→ ACTION ITEM
Copy each line containing the word "derive" from the records that follow, please.

→ PROVIDED RECORDS
===============

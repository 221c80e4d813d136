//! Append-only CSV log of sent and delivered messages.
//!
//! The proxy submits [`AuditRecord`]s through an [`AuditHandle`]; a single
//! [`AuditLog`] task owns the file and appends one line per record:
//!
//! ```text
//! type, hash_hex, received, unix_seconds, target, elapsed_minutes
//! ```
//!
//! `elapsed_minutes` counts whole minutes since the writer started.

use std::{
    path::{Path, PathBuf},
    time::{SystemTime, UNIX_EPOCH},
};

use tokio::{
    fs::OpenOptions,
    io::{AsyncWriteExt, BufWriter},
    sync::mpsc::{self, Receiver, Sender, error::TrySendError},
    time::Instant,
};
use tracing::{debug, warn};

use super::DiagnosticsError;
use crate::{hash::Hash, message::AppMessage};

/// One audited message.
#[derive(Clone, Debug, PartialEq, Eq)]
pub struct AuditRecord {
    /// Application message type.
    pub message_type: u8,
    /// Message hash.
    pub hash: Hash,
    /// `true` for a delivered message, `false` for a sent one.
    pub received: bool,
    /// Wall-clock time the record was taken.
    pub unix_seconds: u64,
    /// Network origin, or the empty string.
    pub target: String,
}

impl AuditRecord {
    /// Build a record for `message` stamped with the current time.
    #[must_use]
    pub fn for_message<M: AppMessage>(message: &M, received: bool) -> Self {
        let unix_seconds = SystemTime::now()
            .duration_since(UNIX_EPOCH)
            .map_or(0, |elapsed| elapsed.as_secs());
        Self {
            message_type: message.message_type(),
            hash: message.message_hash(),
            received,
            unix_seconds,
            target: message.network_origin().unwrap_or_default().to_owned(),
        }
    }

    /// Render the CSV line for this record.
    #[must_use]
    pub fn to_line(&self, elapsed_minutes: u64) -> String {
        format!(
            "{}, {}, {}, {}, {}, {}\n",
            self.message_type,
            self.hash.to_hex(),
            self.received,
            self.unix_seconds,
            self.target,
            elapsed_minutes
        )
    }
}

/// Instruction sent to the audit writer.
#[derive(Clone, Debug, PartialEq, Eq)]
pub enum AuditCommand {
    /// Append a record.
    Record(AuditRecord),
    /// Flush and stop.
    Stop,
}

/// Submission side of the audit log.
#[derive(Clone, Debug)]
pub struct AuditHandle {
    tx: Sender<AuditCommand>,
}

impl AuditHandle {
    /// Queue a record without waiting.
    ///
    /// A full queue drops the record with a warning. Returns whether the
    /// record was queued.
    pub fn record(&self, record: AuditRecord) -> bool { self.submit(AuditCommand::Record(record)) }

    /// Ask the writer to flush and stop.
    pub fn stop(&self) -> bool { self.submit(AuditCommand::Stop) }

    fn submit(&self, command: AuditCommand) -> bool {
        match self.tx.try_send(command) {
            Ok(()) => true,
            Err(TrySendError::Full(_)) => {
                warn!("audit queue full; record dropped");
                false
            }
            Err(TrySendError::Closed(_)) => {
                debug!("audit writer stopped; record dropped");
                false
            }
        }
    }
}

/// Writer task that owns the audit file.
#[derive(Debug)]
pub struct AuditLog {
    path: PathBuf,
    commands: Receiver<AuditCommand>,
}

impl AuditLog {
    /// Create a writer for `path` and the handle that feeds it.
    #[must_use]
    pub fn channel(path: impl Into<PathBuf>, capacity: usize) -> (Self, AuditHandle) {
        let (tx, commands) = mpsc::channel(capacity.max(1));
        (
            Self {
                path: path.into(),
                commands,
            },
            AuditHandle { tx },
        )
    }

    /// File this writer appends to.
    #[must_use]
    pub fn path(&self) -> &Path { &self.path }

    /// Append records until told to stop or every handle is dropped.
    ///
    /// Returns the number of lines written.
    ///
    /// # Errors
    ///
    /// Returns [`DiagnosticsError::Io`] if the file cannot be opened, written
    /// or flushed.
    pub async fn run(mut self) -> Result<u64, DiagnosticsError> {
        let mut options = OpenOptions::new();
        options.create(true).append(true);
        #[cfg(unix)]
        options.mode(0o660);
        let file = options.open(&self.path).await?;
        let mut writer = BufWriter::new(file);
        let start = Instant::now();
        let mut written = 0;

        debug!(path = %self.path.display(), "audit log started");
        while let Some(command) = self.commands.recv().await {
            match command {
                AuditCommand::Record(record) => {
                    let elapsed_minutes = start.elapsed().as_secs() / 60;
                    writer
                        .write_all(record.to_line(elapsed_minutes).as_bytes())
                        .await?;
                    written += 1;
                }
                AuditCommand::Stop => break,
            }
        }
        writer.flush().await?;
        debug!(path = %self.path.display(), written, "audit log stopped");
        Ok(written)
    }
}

===============

→ EXERCISE OUTPUT
#[derive(Clone, Debug, PartialEq, Eq)]
#[derive(Clone, Debug, PartialEq, Eq)]
#[derive(Clone, Debug)]
#[derive(Debug)]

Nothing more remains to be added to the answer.